Scrub typhus, murine typhus, and leptospirosis are widely neglected infectious diseases caused by Orientia tsutsugamushi, Rickettsia typhi, and pathogenic Leptospira spp., respectively. Patients usually present with non-specific symptoms and therefore are commonly diagnosed with acute undifferentiated febrile illness. Consequently, patients face delayed treatment and increased mortality. Antibody-based serological test currently used as gold standard has limitations due to insufficient antibody titers, especially in the early phase of infection. In this study, we aimed to develop multiplex PCR to combine 3 primer pairs that target specific genes encoding 56-kDa TSA of O. tsutsugamushi, 17-kDa antigen of R. typhi, and LipL32 of L. Interrogans and evaluate its performance in comparison to the standard serological tests. Using EDTA blood samples of known patients, the sensitivity and specificity of our multiplex PCR was 100% and 70%, respectively. In addition, the assay was able to diagnose the co-infection of scrub typhus and leptospirosis.

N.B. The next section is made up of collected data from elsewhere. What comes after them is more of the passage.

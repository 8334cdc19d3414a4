use std::sync::Arc;

use chrono::{DateTime, Utc};
use dashmap::DashMap;
use tokio::sync::Mutex;
use tracing::{debug, error, info, warn};
use uuid::Uuid;

use skillswap_db::Database;
use skillswap_gateway::GroupRouter;
use skillswap_types::events::NotificationEvent;
use skillswap_types::models::{Session, SessionStatus, TransactionStatus};

use crate::config::BookingConfig;
use crate::error::{BookingError, Result};
use crate::ledger::CreditLedger;
use crate::retry::with_retry;
use crate::session::{self, Actor, NewSession, SessionAction};

/// Drives the session state machine against the ledger and the sessions table.
///
/// Transitions on one session are serialized by a per-session lock. Every
/// check runs before the first write, ledger commit/cancel is retried on
/// transient storage errors, and a session keeps its previous state if the
/// ledger step ultimately fails.
pub struct BookingService {
    db: Arc<Database>,
    ledger: Arc<CreditLedger>,
    router: GroupRouter,
    config: BookingConfig,
    session_locks: DashMap<Uuid, Arc<Mutex<()>>>,
}

impl BookingService {
    pub fn new(db: Arc<Database>, router: GroupRouter, config: BookingConfig) -> Self {
        Self {
            ledger: Arc::new(CreditLedger::new(db.clone())),
            db,
            router,
            config,
            session_locks: DashMap::new(),
        }
    }

    pub fn ledger(&self) -> &Arc<CreditLedger> {
        &self.ledger
    }

    pub fn config(&self) -> &BookingConfig {
        &self.config
    }

    pub(crate) fn db(&self) -> &Arc<Database> {
        &self.db
    }

    /// Run blocking storage work off the async runtime, bounded by the store timeout.
    pub async fn blocking<T, F>(&self, f: F) -> Result<T>
    where
        F: FnOnce() -> Result<T> + Send + 'static,
        T: Send + 'static,
    {
        let task = tokio::task::spawn_blocking(f);
        match tokio::time::timeout(self.config.store_timeout, task).await {
            Ok(Ok(result)) => result,
            Ok(Err(e)) => {
                error!("spawn_blocking join error: {}", e);
                Err(BookingError::Internal(e.to_string()))
            }
            Err(_) => Err(BookingError::TransientStore(format!(
                "storage call exceeded {:?}",
                self.config.store_timeout
            ))),
        }
    }

    // -- Queries --

    pub async fn get_session(&self, actor: Uuid, id: Uuid) -> Result<Session> {
        let session = self.load(id).await?;
        if !session.is_participant(actor) {
            return Err(BookingError::Unauthorized(
                "only participants can view this session".into(),
            ));
        }
        Ok(session)
    }

    pub async fn list_sessions(&self, actor: Uuid) -> Result<Vec<Session>> {
        let db = self.db.clone();
        self.blocking(move || Ok(db.sessions_for_user(actor)?)).await
    }

    // -- Transitions --

    /// Student books a session: `-> Pending`. No credits move.
    pub async fn create_session(
        &self,
        student_id: Uuid,
        req: NewSession,
        now: DateTime<Utc>,
    ) -> Result<Session> {
        let session = session::new_session(student_id, req, now)?;

        let db = self.db.clone();
        let stored = session.clone();
        self.blocking(move || Ok(db.insert_session(&stored)?)).await?;

        info!(
            "Session {} requested by {} with {} ({} credits)",
            session.id,
            session.student_id,
            session.teacher_id,
            session.cost()
        );
        self.notify(&session);
        Ok(session)
    }

    /// Teacher accepts: `Pending -> Confirmed`, reserving the session cost
    /// from the student. A reservation left by an earlier attempt that timed
    /// out is reused rather than duplicated.
    pub async fn confirm_session(&self, actor: Uuid, id: Uuid, now: DateTime<Utc>) -> Result<Session> {
        self.serialized(id, self.confirm(actor, id, now)).await
    }

    /// Either party (or the sweeper) cancels: `Pending|Confirmed -> Cancelled`.
    /// Any reservation is released; no credits move.
    pub async fn cancel_session(&self, actor: Actor, id: Uuid, now: DateTime<Utc>) -> Result<Session> {
        self.serialized(id, self.cancel(actor, id, now)).await
    }

    /// Teacher (or the sweeper) finishes an elapsed session:
    /// `Confirmed -> Completed`, committing the reservation.
    pub async fn complete_session(&self, actor: Actor, id: Uuid, now: DateTime<Utc>) -> Result<Session> {
        self.serialized(id, self.complete(actor, id, now)).await
    }

    /// Either party moves an open session. Existing reservations are untouched.
    pub async fn reschedule_session(
        &self,
        actor: Uuid,
        id: Uuid,
        scheduled_start: DateTime<Utc>,
        scheduled_end: DateTime<Utc>,
        now: DateTime<Utc>,
    ) -> Result<Session> {
        self.serialized(id, self.reschedule(actor, id, scheduled_start, scheduled_end, now))
            .await
    }

    // -- Internals --

    /// Run one transition holding the session's lock. The lock entry is
    /// dropped once no other transition holds or waits on it.
    async fn serialized<T>(&self, id: Uuid, work: impl Future<Output = Result<T>>) -> Result<T> {
        let lock = self.session_locks.entry(id).or_default().value().clone();
        let result = {
            let _guard = lock.lock().await;
            work.await
        };
        drop(lock);
        self.session_locks
            .remove_if(&id, |_, lock| Arc::strong_count(lock) == 1);
        result
    }

    async fn confirm(&self, actor: Uuid, id: Uuid, now: DateTime<Utc>) -> Result<Session> {
        let session = self.load(id).await?;
        let next = session::check_transition(&session, SessionAction::Confirm, Actor::User(actor), now)?;

        let ledger = self.ledger.clone();
        let (student, teacher, cost) = (session.student_id, session.teacher_id, session.cost());
        let reservation = self
            .blocking(move || ledger.reserve(student, teacher, cost, id))
            .await?;

        let updated = Session {
            status: next,
            reservation_id: Some(reservation),
            updated_at: now,
            ..session
        };
        if let Err(e) = self.save(&updated).await {
            // Undo the reservation so no pending transfer outlives a failed confirm
            if let Err(undo) = self.cancel_reservation(reservation).await {
                error!(
                    "Reservation {} for session {} left pending after failed confirm: {}",
                    reservation, id, undo
                );
            }
            return Err(e);
        }

        info!("Session {} confirmed ({} credits reserved)", id, cost);
        self.notify(&updated);
        Ok(updated)
    }

    async fn cancel(&self, actor: Actor, id: Uuid, now: DateTime<Utc>) -> Result<Session> {
        let session = self.load(id).await?;
        let next = session::check_transition(&session, SessionAction::Cancel, actor, now)?;

        self.release_reservations(&session).await?;

        let updated = Session {
            status: next,
            updated_at: now,
            ..session
        };
        with_retry(self.config.retry, "session save", || self.save(&updated)).await?;

        info!("Session {} cancelled by {:?}", id, actor);
        self.notify(&updated);
        Ok(updated)
    }

    async fn complete(&self, actor: Actor, id: Uuid, now: DateTime<Utc>) -> Result<Session> {
        let session = self.load(id).await?;
        let next = session::check_transition(&session, SessionAction::Complete, actor, now)?;
        let reservation = session.reservation_id.ok_or_else(|| {
            BookingError::Internal(format!("confirmed session {} has no reservation", id))
        })?;

        // A previous attempt may have moved the reservation before failing to
        // save the session
        let ledger = self.ledger.clone();
        let current = self.blocking(move || ledger.get(reservation)).await?;
        match current.status {
            TransactionStatus::Completed => {}
            TransactionStatus::Pending => {
                let ledger = self.ledger.clone();
                with_retry(self.config.retry, "ledger commit", || {
                    let ledger = ledger.clone();
                    self.blocking(move || ledger.commit(reservation))
                })
                .await?;
            }
            TransactionStatus::Cancelled => {
                // The release happened but the cancelled session was never saved
                warn!(
                    "Session {} still confirmed with cancelled reservation {}, finishing the cancel",
                    id, reservation
                );
                let cancelled = Session {
                    status: SessionStatus::Cancelled,
                    updated_at: now,
                    ..session
                };
                with_retry(self.config.retry, "session save", || self.save(&cancelled)).await?;
                self.notify(&cancelled);
                return Err(BookingError::InvalidStateTransition {
                    entity: "session",
                    from: SessionStatus::Cancelled.as_str(),
                    action: SessionAction::Complete.as_str(),
                });
            }
        }

        let updated = Session {
            status: next,
            updated_at: now,
            ..session
        };
        with_retry(self.config.retry, "session save", || self.save(&updated)).await?;

        info!("Session {} completed ({} credits transferred)", id, current.amount);
        self.notify(&updated);
        Ok(updated)
    }

    async fn reschedule(
        &self,
        actor: Uuid,
        id: Uuid,
        scheduled_start: DateTime<Utc>,
        scheduled_end: DateTime<Utc>,
        now: DateTime<Utc>,
    ) -> Result<Session> {
        let session = self.load(id).await?;
        let next = session::check_transition(&session, SessionAction::Reschedule, Actor::User(actor), now)?;
        session::validate_reschedule(scheduled_start, scheduled_end, now, self.config.reschedule_buffer)?;

        let updated = Session {
            status: next,
            scheduled_start: session::storable(scheduled_start),
            scheduled_end: session::storable(scheduled_end),
            updated_at: now,
            ..session
        };
        self.save(&updated).await?;

        info!("Session {} rescheduled to {}", id, scheduled_start);
        self.notify(&updated);
        Ok(updated)
    }

    /// Cancel the recorded reservation plus any pending transfer an
    /// interrupted confirm left for the session.
    async fn release_reservations(&self, session: &Session) -> Result<()> {
        let ledger = self.ledger.clone();
        let id = session.id;
        let live = self.blocking(move || ledger.live_for_session(id)).await?;

        let mut reservations: Vec<Uuid> = session.reservation_id.into_iter().collect();
        if let Some(tx) =
            live.filter(|tx| tx.status == TransactionStatus::Pending && !reservations.contains(&tx.id))
        {
            reservations.push(tx.id);
        }
        for reservation in reservations {
            self.cancel_reservation(reservation).await?;
        }
        Ok(())
    }

    async fn cancel_reservation(&self, reservation: Uuid) -> Result<()> {
        let ledger = self.ledger.clone();
        with_retry(self.config.retry, "ledger cancel", || {
            let ledger = ledger.clone();
            self.blocking(move || ledger.cancel(reservation))
        })
        .await
        .map(|_| ())
    }

    async fn load(&self, id: Uuid) -> Result<Session> {
        let db = self.db.clone();
        self.blocking(move || {
            db.get_session(id)?
                .ok_or_else(|| BookingError::NotFound(format!("session {}", id)))
        })
        .await
    }

    async fn save(&self, session: &Session) -> Result<()> {
        let db = self.db.clone();
        let session = session.clone();
        self.blocking(move || Ok(db.update_session(&session)?)).await
    }

    /// Best-effort push to both participants. Never fails the transition.
    fn notify(&self, session: &Session) {
        let delivered = self.router.route_to_many(
            NotificationEvent::SessionUpdated(session.clone()),
            [session.student_id, session.teacher_id],
        );
        if delivered == 0 {
            debug!("Session {} update reached no live connection", session.id);
        }
    }
}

The assay may be useful in identifying causative agents during the early phase of these diseases, enabling prompt and appropriate treatment. Author summary Scrub typhus, murine typhus, and leptospirosis are diagnosed as acute undifferentiated febrile illness. Diagnostic tests for these diseases depend on antibody detection. However, antibody detection is still limited by its tendency to return negative results during the early phase of aforementioned diseases. In this study, a novel multiplex PCR has been developed for detecting Orientia tsutsugamushi, Rickettsia typhi, and Leptospira interrogans that are simultaneously amplified in a single tube. The results have shown that multiplex PCR could be used as a diagnostic tool for detecting bacteria during the early phase of scrub typhus, murine typhus, and leptospirosis, allowing for administration of appropriate treatment.